Breastfeeding at Court -
Frequently Asked Questions

The Scottish Courts and Tribunals Service (SCTS) is committed to mainstreaming equality, diversity and inclusion and is developing a culture where these values are firmly established in the way we conduct our business.

Pregnancy and maternity is a protected characteristic under the Equality Act 2010 and SCTS recognises its obligation to prevent discrimination against women who are pregnant, on maternity leave or breastfeeding – this applies to all service users. However, section 50 of the Criminal Procedure (Scotland) Act 1995, prevents any child under 14 years of age, other than an infant in arms, from being in court during criminal proceedings (unless they are a party or a witness).


Does SCTS have a policy on allowing women to breastfeed within court premises? 

SCTS fully embraces the aim of the Breastfeeding etc. (Scotland) Act 2005 to enable any person to breastfeed in the most appropriate place. The Act applies to all employers and employees in premises where the public have general access. 

It is SCTS’s responsibility to ensure that all staff members are fully aware of the terms of the Act. SCTS staff  have a duty to ensure that mothers who are feeding their children are not prevented from doing so or interrupted in any way. Anyone who tries to stop or prevent a person feeding milk to a child under the age of 2 years can be prosecuted. 

If SCTS staff members are approached by a breastfeeding mother they should:

• be prepared to offer assistance – some mothers may want to feed in private and staff should think about ways in which they could support this.

• respect their space – staff should try not to interrupt or disturb breastfeeding mothers unnecessarily.

In all circumstances, the question of making reasonable adjustments is carefully considered in order to ensure that breastfeeding mothers are not treated less favourably than other service users.

For more information please refer to the Scottish Government’s leaflet.

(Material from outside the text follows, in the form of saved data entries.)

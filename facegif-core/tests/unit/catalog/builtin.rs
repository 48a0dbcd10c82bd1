use super::*;

#[test]
fn builtin_loads_and_has_advertised_combinations() {
    let catalog = ComponentCatalog::builtin().unwrap();
    assert_eq!(catalog.category_sizes(), vec![6, 4, 4, 6, 5, 5]);
    assert_eq!(catalog.combination_count(), BUILTIN_COMBINATIONS);
    assert_eq!(catalog.combination_count(), 14_400);
}

#[test]
fn builtin_canvas_and_z_order() {
    let catalog = ComponentCatalog::builtin().unwrap();
    assert_eq!(
        catalog.canvas(),
        Canvas {
            width: 400,
            height: 480
        }
    );
    let names: Vec<_> = catalog.categories().iter().map(|c| c.name.as_str()).collect();
    assert_eq!(names, ["skin", "shape", "brows", "eyes", "mouth", "accessory"]);
    assert_eq!(catalog.categories()[0].kind, CategoryKind::Paint);
    assert!(
        catalog.categories()[1..]
            .iter()
            .all(|c| c.kind == CategoryKind::Layer)
    );
}

#[test]
fn builtin_is_stable_across_constructions() {
    assert_eq!(
        ComponentCatalog::builtin().unwrap(),
        ComponentCatalog::builtin().unwrap()
    );
}
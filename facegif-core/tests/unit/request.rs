use super::*;
use crate::face::mapper::map;

#[test]
fn seed_list_is_split_and_trimmed() {
    assert_eq!(
        parse_seed_list(" rocket, sunset ,ocean").unwrap(),
        ["rocket", "sunset", "ocean"]
    );
    assert_eq!(parse_seed_list("solo").unwrap(), ["solo"]);
}

#[test]
fn empty_entries_after_the_first_are_kept() {
    assert_eq!(parse_seed_list("a,,a").unwrap(), ["a", "", "a"]);
    assert_eq!(parse_seed_list("a, ").unwrap(), ["a", ""]);
}

#[test]
fn empty_seed_lists_are_rejected() {
    for raw in ["", " ", ",", " , ,", ",a", " ,a,b"] {
        assert!(
            matches!(parse_seed_list(raw), Err(FaceError::InvalidSeedList(_))),
            "{raw:?}"
        );
    }
}

#[test]
fn seed_count_is_capped() {
    let at_cap = vec!["s"; MAX_SEEDS].join(",");
    assert_eq!(parse_seed_list(&at_cap).unwrap().len(), MAX_SEEDS);

    let over = vec!["s"; MAX_SEEDS + 1].join(",");
    assert!(matches!(
        parse_seed_list(&over),
        Err(FaceError::InvalidSeedList(_))
    ));

    let descriptors = vec![FaceDescriptor::from_indices(vec![0]); MAX_SEEDS + 1];
    assert!(matches!(
        AnimationRequest::new(descriptors, 1000),
        Err(FaceError::InvalidSeedList(_))
    ));
}

#[test]
fn duration_defaults_and_parses() {
    assert_eq!(parse_duration(None).unwrap().as_millis(), 1000);
    assert_eq!(parse_duration(Some("500")).unwrap().as_millis(), 500);
    assert_eq!(parse_duration(Some(" 250 ")).unwrap().as_millis(), 250);
}

#[test]
fn bad_durations_are_rejected() {
    for raw in ["0", "-5", "abc", "1.5", "", "99999999999999999999"] {
        assert!(
            matches!(parse_duration(Some(raw)), Err(FaceError::InvalidDuration(_))),
            "{raw:?}"
        );
    }
}

#[test]
fn request_validates_before_rendering() {
    assert!(matches!(
        AnimationRequest::new(vec![], 1000),
        Err(FaceError::InvalidSeedList(_))
    ));
    let one = vec![FaceDescriptor::from_indices(vec![0])];
    assert!(matches!(
        AnimationRequest::new(one.clone(), 0),
        Err(FaceError::InvalidDuration(_))
    ));
    assert!(matches!(
        AnimationRequest::new(one, -5),
        Err(FaceError::InvalidDuration(_))
    ));
}

#[test]
fn from_query_maps_seeds_in_order() {
    let catalog = ComponentCatalog::builtin().unwrap();
    let req = AnimationRequest::from_query("a,b,c", Some("500"), &catalog).unwrap();
    assert_eq!(req.duration().as_millis(), 500);
    assert_eq!(req.descriptors().len(), 3);
    assert_eq!(req.descriptors()[0], map("a", &catalog));
    assert_eq!(req.descriptors()[2], map("c", &catalog));
}
/// Convenience result type used across facegif.
pub type FaceResult<T> = Result<T, FaceError>;

/// Top-level error taxonomy used by the mapper, renderer and animator.
#[derive(thiserror::Error, Debug)]
pub enum FaceError {
    /// The seed list (or descriptor list) was empty after parsing.
    #[error("invalid seed list: {0}")]
    InvalidSeedList(String),

    /// The frame duration was missing a valid positive integer value.
    #[error("invalid duration: {0}")]
    InvalidDuration(String),

    /// The component catalog failed to parse or validate.
    #[error("catalog error: {0}")]
    Catalog(String),

    /// Compositing, rasterizing or encoding a frame failed.
    #[error("render error: {0}")]
    Render(String),

    /// Wrapped lower-level error from dependencies or IO.
    #[error(transparent)]
    Other(#[from] anyhow::Error),
}

impl FaceError {
    /// Build a [`FaceError::InvalidSeedList`] value.
    pub fn invalid_seed_list(msg: impl Into<String>) -> Self {
        Self::InvalidSeedList(msg.into())
    }

    /// Build a [`FaceError::InvalidDuration`] value.
    pub fn invalid_duration(msg: impl Into<String>) -> Self {
        Self::InvalidDuration(msg.into())
    }

    /// Build a [`FaceError::Catalog`] value.
    pub fn catalog(msg: impl Into<String>) -> Self {
        Self::Catalog(msg.into())
    }

    /// Build a [`FaceError::Render`] value.
    pub fn render(msg: impl Into<String>) -> Self {
        Self::Render(msg.into())
    }

    /// `true` for errors caused by the caller's input rather than by rendering.
    ///
    /// Front-ends map these to request rejections (HTTP 400) and everything else to an internal
    /// failure for that request only.
    pub fn is_request_error(&self) -> bool {
        matches!(self, Self::InvalidSeedList(_) | Self::InvalidDuration(_))
    }
}

#[cfg(test)]
#[path = "../../tests/unit/foundation/error.rs"]
mod tests;
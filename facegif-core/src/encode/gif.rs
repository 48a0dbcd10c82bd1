use image::codecs::gif::{GifEncoder, Repeat};
use image::{Delay, Frame};

use crate::encode::sink::{FrameSink, SinkConfig};
use crate::foundation::core::FrameIndex;
use crate::foundation::error::{FaceError, FaceResult};
use crate::render::raster::FrameRGBA;

/// MIME type of the bytes produced by [`GifSink`].
pub const GIF_CONTENT_TYPE: &str = "image/gif";

/// NeuQuant speed handed to the encoder (1 = slowest/best, 30 = fastest).
const QUANTIZE_SPEED: i32 = 10;

/// Collects frames and encodes them as an infinitely looping animated GIF on `end`.
///
/// Every frame gets the configured delay. Fully transparent pixels stay transparent; the encoder
/// disposes each frame to background so earlier faces never show through later ones.
#[derive(Default)]
pub struct GifSink {
    cfg: Option<SinkConfig>,
    frames: Vec<Frame>,
    bytes: Option<Vec<u8>>,
}

impl GifSink {
    /// Create an empty sink.
    pub fn new() -> Self {
        Self::default()
    }

    /// Encoded GIF bytes; `None` until `end` succeeded.
    pub fn bytes(&self) -> Option<&[u8]> {
        self.bytes.as_deref()
    }

    /// Take the encoded GIF.
    pub fn into_bytes(self) -> FaceResult<Vec<u8>> {
        self.bytes
            .ok_or_else(|| FaceError::render("gif sink was not finished"))
    }
}

impl FrameSink for GifSink {
    fn begin(&mut self, cfg: SinkConfig) -> FaceResult<()> {
        if cfg.frame_count == 0 {
            return Err(FaceError::invalid_seed_list("nothing to animate"));
        }
        self.frames.clear();
        self.frames.reserve(cfg.frame_count as usize);
        self.bytes = None;
        self.cfg = Some(cfg);
        Ok(())
    }

    fn push_frame(&mut self, idx: FrameIndex, frame: &FrameRGBA) -> FaceResult<()> {
        let cfg = self
            .cfg
            .ok_or_else(|| FaceError::render("push_frame called before begin"))?;
        if idx.0 != self.frames.len() as u64 {
            return Err(FaceError::render(format!(
                "frame {} pushed out of order (expected {})",
                idx.0,
                self.frames.len()
            )));
        }
        if frame.width != cfg.canvas.width || frame.height != cfg.canvas.height {
            return Err(FaceError::render(format!(
                "frame {} is {}x{}, expected {}x{}",
                idx.0, frame.width, frame.height, cfg.canvas.width, cfg.canvas.height
            )));
        }
        if frame.data.len() != cfg.canvas.pixel_count() * 4 {
            return Err(FaceError::render(format!(
                "frame {} carries {} bytes, expected {}",
                idx.0,
                frame.data.len(),
                cfg.canvas.pixel_count() * 4
            )));
        }

        let rgba = frame.clone().into_rgba_image()?;
        // Quantize the delay up front so the encoder stores exactly `as_centis`.
        let delay_ms = u32::from(cfg.frame_duration.as_centis()) * 10;
        let delay = Delay::from_numer_denom_ms(delay_ms, 1);
        self.frames.push(Frame::from_parts(rgba, 0, 0, delay));
        Ok(())
    }

    fn end(&mut self) -> FaceResult<()> {
        let cfg = self
            .cfg
            .take()
            .ok_or_else(|| FaceError::render("end called before begin"))?;
        if self.frames.len() as u64 != cfg.frame_count {
            return Err(FaceError::render(format!(
                "expected {} frames, got {}",
                cfg.frame_count,
                self.frames.len()
            )));
        }

        let mut out = Vec::new();
        {
            let mut encoder = GifEncoder::new_with_speed(&mut out, QUANTIZE_SPEED);
            encoder
                .set_repeat(Repeat::Infinite)
                .map_err(|e| FaceError::render(format!("set gif repeat: {e}")))?;
            for frame in self.frames.drain(..) {
                encoder
                    .encode_frame(frame)
                    .map_err(|e| FaceError::render(format!("encode gif frame: {e}")))?;
            }
        }

        tracing::debug!(
            frames = cfg.frame_count,
            bytes = out.len(),
            "encoded animated gif"
        );
        self.bytes = Some(out);
        Ok(())
    }
}

#[cfg(test)]
#[path = "../../tests/unit/encode/gif.rs"]
mod tests;
pub(crate) mod mapper;
//! Encoding sinks.
//!
//! Sinks consume rendered frames in request order and are driven by
//! [`crate::render_into`].

/// Animated GIF sink.
pub mod gif;
/// Generic frame sink trait and built-in sinks.
pub mod sink;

Is breastfeeding permitted in the court room whilst it is sitting? 

Breastfeeding is permitted in court rooms however it is always subject to the interests of justice and the conduct of court proceedings. It is a matter for the presiding judge/sheriff or justice of the peace in each case.


Can breastfeeding mothers be excused from jury duty?

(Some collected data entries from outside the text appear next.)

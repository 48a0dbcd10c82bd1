pub(crate) mod compose;
pub(crate) mod pipeline;
pub(crate) mod raster;
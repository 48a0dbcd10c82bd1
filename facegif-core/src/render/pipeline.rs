use std::collections::HashMap;

use crate::{
    catalog::model::ComponentCatalog,
    encode::gif::GifSink,
    encode::sink::{FrameSink, SinkConfig},
    face::mapper::{FaceDescriptor, map_all},
    foundation::core::FrameIndex,
    foundation::error::FaceResult,
    render::compose::compose_svg,
    render::raster::{FrameRGBA, parse_svg, rasterize_svg},
    request::AnimationRequest,
};

/// Render one face to a premultiplied frame of the catalog's canvas size.
pub fn render_frame(
    descriptor: &FaceDescriptor,
    catalog: &ComponentCatalog,
) -> FaceResult<FrameRGBA> {
    let svg = compose_svg(descriptor, catalog)?;
    let tree = parse_svg(svg.as_bytes())?;
    rasterize_svg(&tree, catalog.canvas())
}

/// Render every face in order. Repeated descriptors are rasterized once.
pub fn render_frames(
    descriptors: &[FaceDescriptor],
    catalog: &ComponentCatalog,
) -> FaceResult<Vec<FrameRGBA>> {
    let mut memo: HashMap<&FaceDescriptor, FrameRGBA> = HashMap::new();
    let mut out = Vec::with_capacity(descriptors.len());
    for descriptor in descriptors {
        let frame = match memo.get(descriptor) {
            Some(frame) => frame.clone(),
            None => {
                let frame = render_frame(descriptor, catalog)?;
                memo.insert(descriptor, frame.clone());
                frame
            }
        };
        out.push(frame);
    }
    Ok(out)
}

/// Render a validated request into `sink`, one frame per descriptor.
#[tracing::instrument(
    skip_all,
    fields(frames = req.descriptors().len(), duration_ms = req.duration().as_millis())
)]
pub fn render_into(
    req: &AnimationRequest,
    catalog: &ComponentCatalog,
    sink: &mut dyn FrameSink,
) -> FaceResult<()> {
    // Render everything before the sink sees a frame: a failure never leaves partial output.
    let frames = render_frames(req.descriptors(), catalog)?;

    sink.begin(SinkConfig {
        canvas: catalog.canvas(),
        frame_duration: req.duration(),
        frame_count: frames.len() as u64,
    })?;
    for (i, frame) in frames.iter().enumerate() {
        sink.push_frame(FrameIndex(i as u64), frame)?;
    }
    sink.end()
}

/// Render faces into an infinitely looping animated GIF, `duration_ms` per frame.
///
/// Zero descriptors fail with `InvalidSeedList`; a non-positive or unrepresentable duration fails
/// with `InvalidDuration`. Both checks run before any rendering.
pub fn render(
    descriptors: &[FaceDescriptor],
    duration_ms: i64,
    catalog: &ComponentCatalog,
) -> FaceResult<Vec<u8>> {
    let req = AnimationRequest::new(descriptors.to_vec(), duration_ms)?;
    render_request(&req, catalog)
}

/// Render a validated request into GIF bytes.
pub fn render_request(req: &AnimationRequest, catalog: &ComponentCatalog) -> FaceResult<Vec<u8>> {
    let mut sink = GifSink::new();
    render_into(req, catalog, &mut sink)?;
    sink.into_bytes()
}

/// Map `seeds` and render them: the whole seed-list-to-GIF path.
pub fn animate<S: AsRef<str>>(
    seeds: &[S],
    duration_ms: i64,
    catalog: &ComponentCatalog,
) -> FaceResult<Vec<u8>> {
    let descriptors = map_all(seeds, catalog);
    render(&descriptors, duration_ms, catalog)
}

#[cfg(test)]
#[path = "../../tests/unit/render/pipeline.rs"]
mod tests;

The clerk of court will consider requests for excusal on an individual basis and will take an appropriate view based on the circumstances of each individual.  Anyone wishing to be excused from jury service is normally asked to submit their reasons to the court for consideration and to include any relevant supporting documentation.

It is not our policy to request a medical certificate to support a request for excusal on the grounds of breastfeeding. Requests for excusal on the basis of breastfeeding should not be refused.


Can breastfeeding mothers serve on the jury?

If a juror decides not to seek excusal, the court will consider, on a case-by-case basis, whether it would be practical for the breastfeeding mother to serve on the jury. Although we will always try to assist with enabling this, it should be noted that the practicalities involved could make breastfeeding in the course of jury service extremely difficult (in particular, during the period in which the jury is secluded)


What guidance can you provide for breastfeeding mothers who have been called as a witness?

Ultimately the excusal of a witness is a matter for the Crown Office and Procurator Fiscal Service (COPFS) or the Solicitor who has cited the witness to attend. In line with the SCTS Court User’s Charter, staff members in our courts and tribunals welcome contact from those requiring support or additional facilities to allow any specific arrangements to be discussed. The matter would be brought to the attention of the presiding judge/sheriff/justice of the peace to ensure that appropriate arrangements can be put in place to facilitate the feeding process.